→ **Activity**
All that is needed is the line containing "mod claims;" together with each line after it, transcribed exactly to the end of the records.

════

//! # Security Module
//!
//! Token issue/verification and identity resolution.
//!
//! ## Overview
//!
//! - [`TokenService`] signs and verifies stateless HS256 tokens carrying [`Claims`]
//! - [`IdentityResolver`] turns an `Authorization` header into an [`Identity`] by verifying the
//!   token and looking its subject up in a [`UserRepository`]
//! - [`RevocationChecker`] is an optional hook consulted by the resolver; [`RevocationList`]
//!   remembers revoked `jti`s until their tokens expire
//!
//! Both services are plain values built once at start-up and shared by `Arc`; tests build
//! their own with distinct secrets, TTLs and a [`ManualClock`].
//!
//! ```rust
//! use std::sync::Arc;
//! use tollgate::security::{
//!     Claims, IdentityResolver, InMemoryUserRepository, SystemClock, TokenConfig, TokenService,
//!     UserRecord,
//! };
//!
//! let tokens = Arc::new(
//!     TokenService::new(TokenConfig::new("doc-secret-doc-secret-doc-secret!"), Arc::new(SystemClock))
//!         .unwrap(),
//! );
//! let users = Arc::new(InMemoryUserRepository::new().with_user(UserRecord::new("1", "ada", "admin")));
//! let resolver = IdentityResolver::new(tokens.clone(), users);
//!
//! let token = tokens.issue(Claims::for_user("1", "admin")).unwrap();
//! let header = format!("Bearer {token}");
//! assert!(resolver.is_authenticated(Some(&header)));
//! assert_eq!(resolver.has_role(Some(&header), "admin"), Ok(true));
//! ```

mod claims;
mod clock;
mod identity;
mod revocation;
mod token;
mod users;

pub use claims::Claims;
pub use clock::{Clock, ManualClock, SystemClock};
pub use identity::{AuthError, Identity, IdentityResolver};
pub use revocation::{RevocationChecker, RevocationList};
pub use token::{TokenConfig, TokenError, TokenService, DEFAULT_TTL_SECS};
pub use users::{InMemoryUserRepository, UserRecord, UserRepository};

════

→ **Result of the task**
mod claims;
mod clock;
mod identity;
mod revocation;
mod token;
mod users;

pub use claims::Claims;
pub use clock::{Clock, ManualClock, SystemClock};
pub use identity::{AuthError, Identity, IdentityResolver};
pub use revocation::{RevocationChecker, RevocationList};
pub use token::{TokenConfig, TokenError, TokenService, DEFAULT_TTL_SECS};
pub use users::{InMemoryUserRepository, UserRecord, UserRepository};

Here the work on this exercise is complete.